Segment Start: Provided information
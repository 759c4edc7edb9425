mod common;

use common::station;
use fuelroute_lib::error::Error;
use fuelroute_lib::geo::MILES_PER_DEGREE;
use fuelroute_lib::{
    find_candidates, plan_fuel_stops, Coordinate, Route, StationCatalog, VehicleConfig,
};

fn coord(lat: f64, lon: f64) -> Coordinate {
    Coordinate::new(lat, lon).expect("valid coordinate")
}

/// North along the -98 meridian for `degrees`, sampled every tenth of a degree.
fn meridian_route(degrees: u32) -> Route {
    let points: Vec<Coordinate> = (0..=degrees * 10)
        .map(|step| coord(30.0 + step as f64 / 10.0, -98.0))
        .collect();
    let length = degrees as f64 * MILES_PER_DEGREE;
    Route::new(points, length).expect("valid route")
}

#[test]
fn station_near_two_segments_appears_once_at_its_first_pass() {
    // Out to 38N and back on an almost identical line.
    let route = Route::new(
        vec![coord(37.0, -98.0), coord(38.0, -98.0), coord(37.0, -98.002)],
        2.0 * MILES_PER_DEGREE,
    )
    .unwrap();
    let catalog = StationCatalog::from_stations(vec![station(1, 37.5, -98.001, 3.0)]);

    let candidates = find_candidates(&route, &catalog, 2.0);
    assert_eq!(candidates.len(), 1);
    assert!((candidates[0].distance_along_route - MILES_PER_DEGREE / 2.0).abs() < 0.5);

    let vehicle = VehicleConfig {
        max_range_miles: 110.0,
        miles_per_gallon: 10.0,
        corridor_miles: 2.0,
    };
    let plan = plan_fuel_stops(&route, &catalog, &vehicle).unwrap();
    assert_eq!(plan.stops.len(), 1);
    assert_eq!(plan.stops[0].station.id, 1);
}

#[test]
fn plans_across_a_catalog_of_real_coordinates() {
    // 10 degrees north, roughly 691 miles.
    let route = meridian_route(10);
    let catalog = StationCatalog::from_stations(vec![
        station(1, 32.0, -98.0, 3.40),
        station(2, 34.5, -98.01, 2.90),
        station(3, 36.0, -98.0, 3.10),
        station(4, 36.0, -95.0, 1.00),
    ]);

    let plan = plan_fuel_stops(&route, &catalog, &VehicleConfig::default()).unwrap();
    let ids: Vec<i64> = plan.stops.iter().map(|s| s.station.id).collect();
    assert_eq!(ids, vec![2]);

    let stop = &plan.stops[0];
    assert!((stop.distance_from_start - 4.5 * MILES_PER_DEGREE).abs() < 0.5);
    let expected_miles = route.total_distance() - 500.0;
    assert!((stop.gallons - expected_miles / 10.0).abs() < 1e-9);
    assert!((plan.total_fuel_cost - stop.gallons * 2.90).abs() < 1e-9);
}

#[test]
fn off_corridor_stations_do_not_help() {
    let route = meridian_route(10);
    let catalog = StationCatalog::from_stations(vec![station(1, 35.0, -96.0, 2.50)]);

    let err = plan_fuel_stops(&route, &catalog, &VehicleConfig::default()).unwrap_err();
    assert!(matches!(err, Error::EmptyCatalog { .. }));
}

#[test]
fn corridor_width_is_respected() {
    let route = meridian_route(2);
    let lon_per_mile = 1.0 / (MILES_PER_DEGREE * 31.0_f64.to_radians().cos());
    let catalog = StationCatalog::from_stations(vec![
        station(1, 31.0, -98.0 + 1.5 * lon_per_mile, 3.0),
        station(2, 31.0, -98.0 + 4.0 * lon_per_mile, 3.0),
        station(3, 31.0, -98.0 - 6.0 * lon_per_mile, 3.0),
    ]);

    let ids = |miles: f64| -> Vec<i64> {
        find_candidates(&route, &catalog, miles)
            .iter()
            .map(|c| c.station.id)
            .collect()
    };
    assert_eq!(ids(1.0), Vec::<i64>::new());
    assert_eq!(ids(2.0), vec![1]);
    assert_eq!(ids(5.0), vec![1, 2]);
    assert_eq!(ids(10.0), vec![1, 2, 3]);
}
Segment End: Provided information
Exercise description: Every line above that includes the word "degrees" must appear in the answer.

Solution below:
/// North along the -98 meridian for `degrees`, sampled every tenth of a degree.
fn meridian_route(degrees: u32) -> Route {
    let points: Vec<Coordinate> = (0..=degrees * 10)
    let length = degrees as f64 * MILES_PER_DEGREE;
    // 10 degrees north, roughly 691 miles.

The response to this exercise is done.